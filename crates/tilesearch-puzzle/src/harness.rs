use std::{
    sync::{
        Mutex,
        atomic::{AtomicUsize, Ordering},
        mpsc::{self, Receiver, SyncSender},
    },
    thread,
};

use tilesearch_core::{AStar, SearchConfig, SearchOutcome};

use crate::{
    Board, BenchmarkConfig, BenchmarkReport, EightPuzzle, Heuristic, IdentityScheme, PuzzleError,
    PuzzleGenerator,
};

/// One unit of work: a start board solved with one heuristic.
#[derive(Debug, Clone, Copy, PartialEq, Eq)]
pub struct Job {
    /// Index of the start board within the batch.
    pub puzzle: usize,
    pub start: Board,
    pub heuristic: Heuristic,
}

/// Message on the work queue. `Shutdown` tells exactly one worker to exit.
#[derive(Debug, Clone, Copy, PartialEq, Eq)]
pub enum WorkItem {
    Solve(Job),
    Shutdown,
}

/// Outcome of one job, tagged with the job that produced it.
#[derive(Debug, Clone)]
pub struct JobResult {
    pub job: Job,
    pub outcome: SearchOutcome,
}

type ResultSender = SyncSender<Result<JobResult, PuzzleError>>;

/// Count of jobs still waiting on the work queue, shared by all workers.
#[derive(Debug)]
pub(crate) struct QueueDepth(AtomicUsize);

impl QueueDepth {
    pub(crate) fn new(jobs: usize) -> Self {
        QueueDepth(AtomicUsize::new(jobs))
    }

    /// Record that one job left the queue and return how many remain.
    pub(crate) fn take(&self) -> usize {
        self.0
            .fetch_update(Ordering::AcqRel, Ordering::Acquire, |left| {
                Some(left.saturating_sub(1))
            })
            .map_or(0, |left| left.saturating_sub(1))
    }

    pub(crate) fn remaining(&self) -> usize {
        self.0.load(Ordering::Acquire)
    }
}

/// Benchmark harness: generates starts, fans `(start, heuristic)` jobs out to
/// isolated workers over a bounded queue, and aggregates the results.
///
/// Workers share nothing but the two queues; every search owns its own open
/// and closed sets.
#[derive(Debug, Clone)]
pub struct Benchmark {
    config: BenchmarkConfig,
    domain: EightPuzzle,
}

impl Benchmark {
    pub fn new(config: BenchmarkConfig) -> Self {
        Self::with_goal(config, Board::GOAL)
    }

    pub fn with_goal(config: BenchmarkConfig, goal: Board) -> Self {
        Benchmark {
            config,
            domain: EightPuzzle::new(goal),
        }
    }

    pub fn config(&self) -> &BenchmarkConfig {
        &self.config
    }

    /// Generate `config.puzzles` solvable starts from `config.seed` and benchmark them.
    pub fn run(&self) -> Result<BenchmarkReport, PuzzleError> {
        self.config.validate()?;
        let mut generator = PuzzleGenerator::new(self.config.seed);
        let starts = generator.random_solvable_batch(self.config.puzzles, self.domain.goal());
        self.run_on(&starts)
    }

    /// Benchmark the given starts against every configured heuristic.
    /// Returns once exactly one result per job has arrived.
    pub fn run_on(&self, starts: &[Board]) -> Result<BenchmarkReport, PuzzleError> {
        let jobs: Vec<Job> = starts
            .iter()
            .enumerate()
            .flat_map(|(puzzle, &start)| {
                self.config.heuristics.iter().map(move |&heuristic| Job {
                    puzzle,
                    start,
                    heuristic,
                })
            })
            .collect();
        let expected = jobs.len();
        let workers = self.config.workers;
        let capacity = self.config.queue_capacity_for(expected);

        let (work_tx, work_rx) = mpsc::sync_channel::<WorkItem>(capacity);
        let (result_tx, result_rx) = mpsc::sync_channel(capacity);

        for job in jobs {
            work_tx
                .send(WorkItem::Solve(job))
                .map_err(|_| PuzzleError::QueueClosed)?;
        }
        for _ in 0..workers.max(1) {
            work_tx
                .send(WorkItem::Shutdown)
                .map_err(|_| PuzzleError::QueueClosed)?;
        }
        drop(work_tx);
        let depth = QueueDepth::new(expected);
        log::info!("queued {} jobs for {workers} workers", depth.remaining());

        let work_rx = Mutex::new(work_rx);
        let mut report = BenchmarkReport::new(starts.len(), &self.config.heuristics);

        if workers == 0 {
            work_loop(
                0,
                &work_rx,
                &depth,
                &result_tx,
                &self.domain,
                self.config.identity,
                &self.config.search,
            );
            drop(result_tx);
            collect(&result_rx, expected, &mut report)?;
            return Ok(report);
        }

        thread::scope(|scope| {
            let handles: Vec<_> = (0..workers)
                .map(|worker| {
                    let work_rx = &work_rx;
                    let depth = &depth;
                    let result_tx = result_tx.clone();
                    let domain = &self.domain;
                    let identity = self.config.identity;
                    let search = &self.config.search;
                    scope.spawn(move || {
                        work_loop(worker, work_rx, depth, &result_tx, domain, identity, search)
                    })
                })
                .collect();
            drop(result_tx);

            let collected = collect(&result_rx, expected, &mut report);

            let mut panicked = false;
            for handle in handles {
                panicked |= handle.join().is_err();
            }
            if panicked {
                return Err(PuzzleError::WorkerPanicked);
            }
            collected
        })?;

        Ok(report)
    }
}

/// Pull jobs until a `Shutdown` arrives or the queue is gone.
fn work_loop(
    worker: usize,
    queue: &Mutex<Receiver<WorkItem>>,
    depth: &QueueDepth,
    results: &ResultSender,
    domain: &EightPuzzle,
    identity: IdentityScheme,
    search: &SearchConfig,
) {
    log::info!("worker {worker} started");
    let mut astar = AStar::new(search.clone());

    loop {
        let item = match queue.lock() {
            Ok(receiver) => receiver.recv(),
            Err(_) => break,
        };
        let job = match item {
            Ok(WorkItem::Solve(job)) => job,
            Ok(WorkItem::Shutdown) | Err(_) => break,
        };

        log::info!("{} puzzles left in the queue", depth.take());
        log::debug!(
            "worker {worker} took puzzle {} with {}",
            job.puzzle,
            job.heuristic
        );
        let result = domain
            .solve_with(&mut astar, job.start, job.heuristic, identity)
            .map(|outcome| JobResult { job, outcome });
        if results.send(result).is_err() {
            break;
        }
    }

    log::info!("worker {worker} exiting");
}

/// Receive exactly `expected` results; the first failed search aborts the benchmark.
fn collect(
    results: &Receiver<Result<JobResult, PuzzleError>>,
    expected: usize,
    report: &mut BenchmarkReport,
) -> Result<(), PuzzleError> {
    for _ in 0..expected {
        let result = results.recv().map_err(|_| PuzzleError::QueueClosed)??;
        report.record(&result);
    }
    Ok(())
}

#####

* [The task]: Look through the listing, and copy each line that contains the word "take".

* [Task output]:
    pub(crate) fn take(&self) -> usize {
        log::info!("{} puzzles left in the queue", depth.take());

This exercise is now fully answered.